A Linux host and Nix are the two requirements for this project. Knowledge about using git will help, but fetching a tarball or zip from GitHub could do in a pinch.

Nix

The author uses NixOS, but NixOS is not a requirement.

Only Nix the package manager is required to build this project. It can be installed on any Linux distribution.

It is preferred to install from the official Nix installer. Using the distribution-packaged Nix may not work.

I don't want to or can't install Nix on my system

Sorry.

Though you can use a build shim that uses a Docker container.

Using Nix through Docker is not ideal, but should work when working under specific conditions.

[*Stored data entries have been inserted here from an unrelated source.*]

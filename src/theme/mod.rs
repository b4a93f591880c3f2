//! Theme: the token registry and breakpoint table the engine resolves against.
//!
//! A [`Theme`] is built once by the host, either from the stock
//! [`defaults`] or from a JSON theme file, and is never mutated afterwards.
//! The engine only ever borrows it.
//!
//! Theme file format:
//!
//! ```json
//! {
//!   "breakpoints": [{ "name": "base", "minWidthPx": 0 }, { "name": "tablet", "minWidthPx": 768 }],
//!   "tokens": { "spacing": ["sm", "md"], "font-size": ["sm", "lg"] }
//! }
//! ```
//!
//! Both sections are optional. A missing `breakpoints` section uses the stock
//! table; each category listed under `tokens` replaces the stock tokens of that
//! category, and unlisted categories keep their stock tokens.

pub mod breakpoints;
pub mod defaults;
pub mod tokens;

use std::collections::HashMap;
use std::io;
use std::path::{Path, PathBuf};

use serde::Deserialize;

pub use breakpoints::{Breakpoint, BreakpointError, BreakpointTable};
pub use tokens::{Category, TokenRegistry};

/// Errors from loading a theme.
#[derive(Debug, thiserror::Error)]
pub enum ThemeError {
    #[error("failed to read theme file: {path}")]
    ReadConfig { path: PathBuf, source: io::Error },
    #[error("failed to parse theme file")]
    ParseConfig(#[from] serde_json::Error),
    #[error("invalid breakpoint table")]
    Breakpoints(#[from] BreakpointError),
    #[error("unknown token category in theme file: {0}")]
    UnknownCategory(String),
}

/// Token registry plus breakpoint table.
#[derive(Debug, Clone, PartialEq, Eq)]
pub struct Theme {
    pub breakpoints: BreakpointTable,
    pub tokens: TokenRegistry,
}

#[derive(Debug, Default, Deserialize)]
#[serde(deny_unknown_fields)]
struct ThemeFile {
    #[serde(default)]
    breakpoints: Option<Vec<Breakpoint>>,
    #[serde(default)]
    tokens: HashMap<String, Vec<String>>,
}

impl Theme {
    pub fn new(breakpoints: BreakpointTable, tokens: TokenRegistry) -> Self {
        Self { breakpoints, tokens }
    }

    /// Parse a theme document, filling omitted sections from the stock theme.
    pub fn from_json_str(json: &str) -> Result<Self, ThemeError> {
        let file: ThemeFile = serde_json::from_str(json)?;

        let breakpoints = match file.breakpoints {
            Some(entries) => BreakpointTable::new(entries)?,
            None => BreakpointTable::default(),
        };

        let mut custom_tokens = HashMap::with_capacity(file.tokens.len());
        for (name, values) in file.tokens {
            let category = name
                .parse::<Category>()
                .map_err(|tokens::UnknownCategory(name)| ThemeError::UnknownCategory(name))?;
            custom_tokens.insert(category, values);
        }

        let stock = defaults::registry();
        let mut tokens = TokenRegistry::new();
        for category in Category::ALL {
            match custom_tokens.get(&category) {
                Some(custom) => tokens.register(category, custom.iter().cloned()),
                None => tokens.register(category, stock.tokens(category)),
            }
        }

        Ok(Self { breakpoints, tokens })
    }

    /// Read and parse a theme file.
    pub fn load(path: &Path) -> Result<Self, ThemeError> {
        let contents = std::fs::read_to_string(path).map_err(|source| ThemeError::ReadConfig {
            path: path.to_path_buf(),
            source,
        })?;
        Self::from_json_str(&contents)
    }

    /// Like [`Theme::load`], but falls back to the stock theme on any error.
    pub fn load_or_default(path: &Path) -> Self {
        Self::load(path).unwrap_or_else(|err| {
            tracing::warn!(?err, ?path, "failed to load theme file; using defaults");
            Self::default()
        })
    }
}

impl Default for Theme {
    fn default() -> Self {
        Self {
            breakpoints: BreakpointTable::default(),
            tokens: defaults::registry(),
        }
    }
}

When using the build shim, replace nix-build invocations with the path to the shim (e.g../support/docker/build.sh). Note that this only works if the command does not reference a nix file directly.

I'm not on a Linux system

While Nix works on macOS, this project require a Linux builder to work. Using the Docker build shim may work, testing is needed, contributions welcome.

I just want to build

You still should read a bit more past this section, but if you absolutely only want to build, here's how you can build the uBoot-sandbox board.

 $ nix-build -A uBoot-sandbox

After the build is finished successfully, a result symlink will refer to the build output. The build output by default is the content of the archive.


A primer on Nix

First, read more about Nix elsewhere. Nix here is used as a glue to configure the builds.

Knowing Nix will help you better understand what you are looking at.

Look at the following resources.

The upstream manuals of the NixOS project are good, but mainly when you already have knowledge about Nix. They are more of a reference than a learning resource.

Important concepts

What's callPackage?

callPackage is a sort of dependency injection that is borrowed from Nixpkgs.

The dependency injection makes it so we don't have to really care about where the dependencies are in the codebase. As long as it's in the scope callPackage is working with, we can "ask" for a dependency.

Making derivations "overridable" allows us to customize the derivations. This can be used for dependencies coming from Nixpkgs, or to make one-off customizations of our own derivations.